The torch relay is scheduled to go through Tibet, creating a possible flashpoint. Rogge said there are no plans to change the route, but didn't rule it out.
"The original torch relay route has been confirmed by BOCOG and Chinese authorities," he said. "So far, as I speak now, the IOC is in agreement with that. No one can foresee the future."
Rogge said there is no "credible momentum whatsoever" for any Olympic boycott over Tibet.
"The major governments do not want it, the sports community definitely do not want it, and I'm sure the public opinion does not want it," he said.
Some politicians have suggested the possibility of government leaders boycotting the opening ceremony, but Rogge also said there was no broad support for such a move.
Despite the heightened controversy surrounding the games, Rogge said the decision to give the Olympics to Beijing was the right one.
"When we awarded the games to China, we knew there would be discussions," he said. "We were not naive. We knew discussions would flare up in the last six months and that has happened. ... We cannot deny one-fifth of mankind the advantages of Olympism ... We believe the games will be a catalyst for change and will open a country which used to be mysterious to much of the world."

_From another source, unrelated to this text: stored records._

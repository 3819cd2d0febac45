//! Protocol Messages
//!
//! JSON bodies exchanged with the site. Field names match what the
//! front-end already sends and reads.

use serde::{Deserialize, Serialize};

use crate::contact::Delivery;
use crate::projects::Project;

// =============================================================================
// CLIENT -> SERVER
// =============================================================================

/// Terminal command line.
#[derive(Debug, Clone, Default, Deserialize)]
pub struct TerminalRequest {
    /// Raw input as typed
    #[serde(default)]
    pub command: String,
}

// =============================================================================
// SERVER -> CLIENT
// =============================================================================

/// Successful contact submission.
#[derive(Debug, Clone, Serialize)]
pub struct SendEmailResponse {
    /// Always `true`
    pub success: bool,
    /// Names the relay that accepted the message
    pub message: String,
}

impl From<Delivery> for SendEmailResponse {
    fn from(delivery: Delivery) -> Self {
        Self { success: true, message: delivery.message() }
    }
}

/// Error body for every failed request.
#[derive(Debug, Clone, Serialize, Deserialize)]
pub struct ErrorBody {
    /// Client-facing message
    pub error: String,
}

/// Filtered project list.
#[derive(Debug, Clone, Serialize)]
pub struct ProjectList<'a> {
    /// Matching projects in catalog order
    pub projects: Vec<&'a Project>,
    /// Number of matches
    pub count: usize,
}

impl<'a> ProjectList<'a> {
    /// Wrap a filter result.
    pub fn new(projects: Vec<&'a Project>) -> Self {
        let count = projects.len();
        Self { projects, count }
    }
}

/// Liveness probe.
#[derive(Debug, Clone, Serialize)]
pub struct HealthResponse {
    /// Always `"ok"`
    pub status: &'static str,
    /// Crate version
    pub version: &'static str,
}

#[cfg(test)]
mod tests {
    use super::*;
    use uuid::Uuid;
    use crate::projects::PROJECTS;

    #[test]
    fn test_send_email_response_from_delivery() {
        let delivery = Delivery { id: Uuid::new_v4(), relay: "Formspree" };
        let body = serde_json::to_value(SendEmailResponse::from(delivery)).unwrap();
        assert_eq!(body["success"], true);
        assert_eq!(body["message"], "Email sent successfully via Formspree!");
    }

    #[test]
    fn test_terminal_request_defaults_command() {
        let req: TerminalRequest = serde_json::from_str("{}").unwrap();
        assert_eq!(req.command, "");
    }

    #[test]
    fn test_project_list_counts() {
        let list = ProjectList::new(PROJECTS.iter().take(2).collect());
        let body = serde_json::to_value(&list).unwrap();
        assert_eq!(body["count"], 2);
        assert!(body["projects"][0]["githubUrl"].is_string());
    }
}
//! Network Layer
//!
//! JSON-over-HTTP API consumed by the portfolio front-end.

pub mod protocol;
pub mod server;

pub use protocol::{ErrorBody, HealthResponse, ProjectList, SendEmailResponse, TerminalRequest};
pub use server::{router, serve, ApiError, AppState, ServerError};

While some national Olympic committees have been criticized for reportedly trying to muzzle athletes from speaking on political issues at the games, Rogge said competitors will be free to express their opinions -- as long as they are outside Olympic venues and the athletes' village.
"We do not want the Olympic venues to be the place where politics are being discussed," he said. "Outside the venues, the athletes are free to do anything they want."
For example, an athlete would be free to walk around non-Olympic sites wearing a pro-Tibet T-shirt.
"I have had assurances from the Chinese authorities they would respect the free expression of the athletes," Rogge said. "The athletes of course have to respect the laws of the country. In any country in the world, if you want to demonstrate as a group you have to advise the authorities. But if an athlete wants to walk with a T-shirt and have an interview with the media, that is no problem."